When Two Rights Make a Wrong - Chapter 9 - Investment Treaty Arbitration and International Law - Volume 12
Originally from Investment Treaty Arbitration and International Law - Volume 12
As the vast network of bilateral and multilateral investment treaties has expanded and proliferated over the last two decades or so, so too have the available fora for investment disputes. In many cases, the same set of underlying facts and circumstances may give rise to multiple potential avenues for dispute settlement—and claimants often simultaneously make use of more than one. Yet given the ad hoc nature of the regime, in which treaty- or contract-based rights may arise from multiple instruments, there is typically no clear hierarchy as between the available fora for dispute settlement, no previously-settled mechanism for consolidation of related or overlapping claims, and no compulsory doctrine, such as mandatory joinder, discouraging the pursuit of parallel proceedings. As a result, the incidence of parallel proceedings has become a common thread in investment disputes—as have the concerns that they raise.

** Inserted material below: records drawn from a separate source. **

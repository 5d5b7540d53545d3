use std::path::{Path, PathBuf};
use std::sync::Arc;

use arc_swap::ArcSwap;

use crate::{Config, ConfigError};

/// Holds the live configuration. Readers take a cheap snapshot with `get`;
/// reloads swap in a new value without blocking them.
pub struct ConfigManager<T: Config> {
    config: ArcSwap<T>,
    path: Option<PathBuf>,
}

impl<T: Config> ConfigManager<T> {
    pub fn new(config: T) -> Result<Self, ConfigError> {
        config.validate()?;
        Ok(Self {
            config: ArcSwap::from_pointee(config),
            path: None,
        })
    }

    pub fn load(path: impl AsRef<Path>) -> Result<Self, ConfigError> {
        let path = path.as_ref();
        let config = Self::read(path)?;
        Ok(Self {
            config: ArcSwap::from_pointee(config),
            path: Some(path.to_path_buf()),
        })
    }

    pub fn parse(content: &str) -> Result<Self, ConfigError> {
        let value: toml::Value = content.parse()?;
        Self::new(T::from_toml(&value)?)
    }

    fn read(path: &Path) -> Result<T, ConfigError> {
        let content = std::fs::read_to_string(path)?;
        let value: toml::Value = content.parse()?;
        let config = T::from_toml(&value)?;
        config.validate()?;
        Ok(config)
    }

    pub fn get(&self) -> arc_swap::Guard<Arc<T>> {
        self.config.load()
    }

    pub fn get_full(&self) -> Arc<T> {
        self.config.load_full()
    }

    /// Replace the whole configuration.
    pub fn update(&self, new_config: T) -> Result<(), ConfigError> {
        new_config.validate()?;
        self.config.store(Arc::new(new_config));
        Ok(())
    }
}

impl<T: Config + Clone> ConfigManager<T> {
    /// Apply only the hot-updatable fields of `new_config`.
    pub fn hot_update(&self, new_config: &T) -> Result<(), ConfigError> {
        new_config.validate()?;
        let mut current = (*self.config.load_full()).clone();
        current.hot_update(new_config);
        current.validate()?;
        self.config.store(Arc::new(current));
        Ok(())
    }

    /// Hot update from a TOML fragment.
    pub fn hot_update_str(&self, content: &str) -> Result<(), ConfigError> {
        let value: toml::Value = content.parse()?;
        let new_config = T::from_toml(&value)?;
        self.hot_update(&new_config)?;
        tracing::info!("config hot updated");
        Ok(())
    }

    /// Re-read the file this manager was loaded from, applying only the
    /// hot-updatable fields. No-op for managers not backed by a file.
    pub fn reload(&self) -> Result<(), ConfigError> {
        if let Some(ref path) = self.path {
            let new_config = Self::read(path)?;
            self.hot_update(&new_config)?;
            tracing::info!(path = %path.display(), "config reloaded");
        }
        Ok(())
    }

    pub fn snapshot(&self) -> T {
        (*self.config.load_full()).clone()
    }
}
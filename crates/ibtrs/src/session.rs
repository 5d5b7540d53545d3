//! Session state machine shared by the client and server roles.
//!
//! ```text
//!   Ready <------> Disconnected
//!     \               /
//!      +--> Destroyed <+
//! ```
//!
//! Every transition goes through the per-session lock. A request to move to
//! the current state is a no-op, so racing disconnect triggers produce a
//! single transition. `Destroyed` is terminal.

use std::sync::atomic::{AtomicU8, AtomicUsize, Ordering};

use ibtrs_types::Address;
use parking_lot::Mutex;
use uuid::Uuid;

#[derive(Debug, Clone, Copy, PartialEq, Eq, Hash)]
#[repr(u8)]
pub enum SessionState {
    Ready = 0,
    Disconnected = 1,
    Destroyed = 2,
}

impl SessionState {
    fn from_u8(v: u8) -> Self {
        match v {
            0 => SessionState::Ready,
            1 => SessionState::Disconnected,
            _ => SessionState::Destroyed,
        }
    }

    pub fn name(self) -> &'static str {
        match self {
            SessionState::Ready => "ready",
            SessionState::Disconnected => "disconnected",
            SessionState::Destroyed => "destroyed",
        }
    }

    fn can_move_to(self, to: SessionState) -> bool {
        matches!(
            (self, to),
            (SessionState::Ready, SessionState::Disconnected)
                | (SessionState::Disconnected, SessionState::Ready)
                | (SessionState::Ready, SessionState::Destroyed)
                | (SessionState::Disconnected, SessionState::Destroyed)
        )
    }
}

impl std::fmt::Display for SessionState {
    fn fmt(&self, f: &mut std::fmt::Formatter<'_>) -> std::fmt::Result {
        f.write_str(self.name())
    }
}

struct Inner {
    state: SessionState,
    users: Vec<String>,
}

/// Identity, state and reference count of one session.
pub struct SessionCore {
    uuid: Uuid,
    addr: Address,
    inner: Mutex<Inner>,
    state: AtomicU8,
    refs: AtomicUsize,
}

impl SessionCore {
    pub fn new(uuid: Uuid, addr: Address, initial: SessionState) -> Self {
        Self {
            uuid,
            addr,
            inner: Mutex::new(Inner {
                state: initial,
                users: Vec::new(),
            }),
            state: AtomicU8::new(initial as u8),
            refs: AtomicUsize::new(0),
        }
    }

    pub fn uuid(&self) -> Uuid {
        self.uuid
    }

    pub fn addr(&self) -> Address {
        self.addr
    }

    /// Lock-free snapshot; may be stale by the time it is read.
    pub fn state(&self) -> SessionState {
        SessionState::from_u8(self.state.load(Ordering::Acquire))
    }

    /// Move to `to`. Returns the previous state if a transition happened,
    /// `None` if already there or the move is not allowed.
    pub fn transition(&self, to: SessionState) -> Option<SessionState> {
        let from = {
            let mut inner = self.inner.lock();
            let from = inner.state;
            if !from.can_move_to(to) {
                None
            } else {
                inner.state = to;
                self.state.store(to as u8, Ordering::Release);
                Some(from)
            }
        };
        match from {
            Some(from) => {
                tracing::info!(session = %self.uuid, peer = %self.addr, %from, %to, "session state changed")
            }
            None => {
                tracing::debug!(session = %self.uuid, peer = %self.addr, %to, "session state unchanged")
            }
        }
        from
    }

    pub fn get(&self) -> usize {
        self.refs.fetch_add(1, Ordering::AcqRel) + 1
    }

    /// Drop a reference; returns how many remain. Dropping one that was
    /// never taken is a bug.
    pub fn put(&self) -> usize {
        match self
            .refs
            .fetch_update(Ordering::AcqRel, Ordering::Acquire, |n| n.checked_sub(1))
        {
            Ok(prev) => prev - 1,
            Err(_) => panic!("session {} reference count underflow", self.uuid),
        }
    }

    pub fn refs(&self) -> usize {
        self.refs.load(Ordering::Acquire)
    }

    pub fn add_user(&self, name: impl Into<String>) {
        self.inner.lock().users.push(name.into());
    }

    pub fn remove_user(&self, name: &str) -> bool {
        let mut inner = self.inner.lock();
        match inner.users.iter().position(|u| u == name) {
            Some(idx) => {
                inner.users.swap_remove(idx);
                true
            }
            None => false,
        }
    }

    pub fn users(&self) -> Vec<String> {
        self.inner.lock().users.clone()
    }

    /// Copies the user list under the lock and logs it after releasing it.
    pub fn log_users(&self) {
        let users = self.users();
        if users.is_empty() {
            tracing::info!(session = %self.uuid, peer = %self.addr, "session has no users");
            return;
        }
        for user in &users {
            tracing::info!(session = %self.uuid, peer = %self.addr, user = %user, "session user");
        }
    }
}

This paper argues that, when faced with the issue of contested parallel proceedings, tribunals should look past the basic facts of the claim as constructed by the claimants to assess whether the relationship between the two proceedings merits a stay or dismissal, or any other intervention by the tribunal, and should not hesitate to intervene when the existence of multiple proceedings is abusive or unduly prejudicial. It begins, first, by providing a brief background on parallel proceedings in investment cases. Second, it provides an overview of several recent cases in which tribunals have grappled with the effect of a parallel proceeding on the tribunal’s jurisdiction or on the admissibility of claims. Third, it assesses three different types of relationships between claims and/or claimants in parallel proceedings, and the aspects of investment law that may lead to parallel proceedings in these situations, assessing the various factors that tribunals should consider in these contexts. It then briefly concludes.